■ **PROBLEM**
Could you retype the listing beneath, keeping each line exactly as it is?

■ **DATA PROVIDED**
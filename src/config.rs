//! Configuration System
//!
//! Layered configuration: built-in defaults, an optional global TOML file (or an
//! explicit `--config` file), then `FSBASELINE__*` environment variables. CLI flags
//! are applied on top by the binary.

use crate::logging::LoggingConfig;
use crate::tree::hasher::DEFAULT_CHUNK_SIZE;
use crate::tree::walker::WalkerConfig;
use serde::{Deserialize, Serialize};

mod facade;
mod merge;
mod sources;

pub use facade::ConfigLoader;
pub use sources::environment::ENV_PREFIX;
pub use sources::global_file::global_config_path;

/// Upper bound for `scan.chunk_size` (64 MiB)
pub const MAX_CHUNK_SIZE: usize = 64 * 1024 * 1024;

/// Root configuration structure
#[derive(Debug, Clone, Default, Serialize, Deserialize)]
pub struct BaselineConfig {
    /// Scan settings
    #[serde(default)]
    pub scan: ScanConfig,

    /// Logging configuration
    #[serde(default)]
    pub logging: LoggingConfig,
}

/// Scan settings
#[derive(Debug, Clone, Serialize, Deserialize)]
pub struct ScanConfig {
    /// Bytes read per digest update
    #[serde(default = "default_chunk_size")]
    pub chunk_size: usize,

    /// Follow symbolic links while walking (default: false)
    #[serde(default)]
    pub follow_symlinks: bool,
}

fn default_chunk_size() -> usize {
    DEFAULT_CHUNK_SIZE
}

impl Default for ScanConfig {
    fn default() -> Self {
        Self {
            chunk_size: default_chunk_size(),
            follow_symlinks: false,
        }
    }
}

impl ScanConfig {
    pub fn walker_config(&self) -> WalkerConfig {
        WalkerConfig {
            follow_symlinks: self.follow_symlinks,
        }
    }

    /// Validate scan settings
    pub fn validate(&self) -> Result<(), String> {
        if self.chunk_size == 0 {
            return Err("chunk_size must be greater than zero".to_string());
        }
        if self.chunk_size > MAX_CHUNK_SIZE {
            return Err(format!(
                "chunk_size {} exceeds the maximum of {} bytes",
                self.chunk_size, MAX_CHUNK_SIZE
            ));
        }
        Ok(())
    }
}

/// Configuration validation errors
#[derive(Debug, Clone)]
pub enum ValidationError {
    Scan(String),
    Logging(String),
}

impl std::fmt::Display for ValidationError {
    fn fmt(&self, f: &mut std::fmt::Formatter<'_>) -> std::fmt::Result {
        match self {
            ValidationError::Scan(msg) => write!(f, "Scan: {}", msg),
            ValidationError::Logging(msg) => write!(f, "Logging: {}", msg),
        }
    }
}

impl std::error::Error for ValidationError {}

impl BaselineConfig {
    /// Validate the entire configuration
    pub fn validate(&self) -> Result<(), Vec<ValidationError>> {
        let mut errors = Vec::new();

        if let Err(e) = self.scan.validate() {
            errors.push(ValidationError::Scan(e));
        }

        if !matches!(self.logging.format.as_str(), "text" | "json") {
            errors.push(ValidationError::Logging(format!(
                "format must be 'text' or 'json', got '{}'",
                self.logging.format
            )));
        }
        if !matches!(
            self.logging.output.as_str(),
            "stdout" | "stderr" | "file" | "file+stderr"
        ) {
            errors.push(ValidationError::Logging(format!(
                "output must be 'stdout', 'stderr', 'file' or 'file+stderr', got '{}'",
                self.logging.output
            )));
        }

        if errors.is_empty() {
            Ok(())
        } else {
            Err(errors)
        }
    }
}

■ **REPLY**
filename src/config.rs
//! Configuration System
//!
//! Layered configuration: built-in defaults, an optional global TOML file (or an
//! explicit `--config` file), then `FSBASELINE__*` environment variables. CLI flags
//! are applied on top by the binary.

use crate::logging::LoggingConfig;
use crate::tree::hasher::DEFAULT_CHUNK_SIZE;
use crate::tree::walker::WalkerConfig;
use serde::{Deserialize, Serialize};

mod facade;
mod merge;
mod sources;

pub use facade::ConfigLoader;
pub use sources::environment::ENV_PREFIX;
pub use sources::global_file::global_config_path;

/// Upper bound for `scan.chunk_size` (64 MiB)
pub const MAX_CHUNK_SIZE: usize = 64 * 1024 * 1024;

/// Root configuration structure
#[derive(Debug, Clone, Default, Serialize, Deserialize)]
pub struct BaselineConfig {
    /// Scan settings
    #[serde(default)]
    pub scan: ScanConfig,

    /// Logging configuration
    #[serde(default)]
    pub logging: LoggingConfig,
}

/// Scan settings
#[derive(Debug, Clone, Serialize, Deserialize)]
pub struct ScanConfig {
    /// Bytes read per digest update
    #[serde(default = "default_chunk_size")]
    pub chunk_size: usize,

    /// Follow symbolic links while walking (default: false)
    #[serde(default)]
    pub follow_symlinks: bool,
}

fn default_chunk_size() -> usize {
    DEFAULT_CHUNK_SIZE
}

impl Default for ScanConfig {
    fn default() -> Self {
        Self {
            chunk_size: default_chunk_size(),
            follow_symlinks: false,
        }
    }
}

impl ScanConfig {
    pub fn walker_config(&self) -> WalkerConfig {
        WalkerConfig {
            follow_symlinks: self.follow_symlinks,
        }
    }

    /// Validate scan settings
    pub fn validate(&self) -> Result<(), String> {
        if self.chunk_size == 0 {
            return Err("chunk_size must be greater than zero".to_string());
        }
        if self.chunk_size > MAX_CHUNK_SIZE {
            return Err(format!(
                "chunk_size {} exceeds the maximum of {} bytes",
                self.chunk_size, MAX_CHUNK_SIZE
            ));
        }
        Ok(())
    }
}

/// Configuration validation errors
#[derive(Debug, Clone)]
pub enum ValidationError {
    Scan(String),
    Logging(String),
}

impl std::fmt::Display for ValidationError {
    fn fmt(&self, f: &mut std::fmt::Formatter<'_>) -> std::fmt::Result {
        match self {
            ValidationError::Scan(msg) => write!(f, "Scan: {}", msg),
            ValidationError::Logging(msg) => write!(f, "Logging: {}", msg),
        }
    }
}

impl std::error::Error for ValidationError {}

impl BaselineConfig {
    /// Validate the entire configuration
    pub fn validate(&self) -> Result<(), Vec<ValidationError>> {
        let mut errors = Vec::new();

        if let Err(e) = self.scan.validate() {
            errors.push(ValidationError::Scan(e));
        }

        if !matches!(self.logging.format.as_str(), "text" | "json") {
            errors.push(ValidationError::Logging(format!(
                "format must be 'text' or 'json', got '{}'",
                self.logging.format
            )));
        }
        if !matches!(
            self.logging.output.as_str(),
            "stdout" | "stderr" | "file" | "file+stderr"
        ) {
            errors.push(ValidationError::Logging(format!(
                "output must be 'stdout', 'stderr', 'file' or 'file+stderr', got '{}'",
                self.logging.output
            )));
        }

        if errors.is_empty() {
            Ok(())
        } else {
            Err(errors)
        }
    }
}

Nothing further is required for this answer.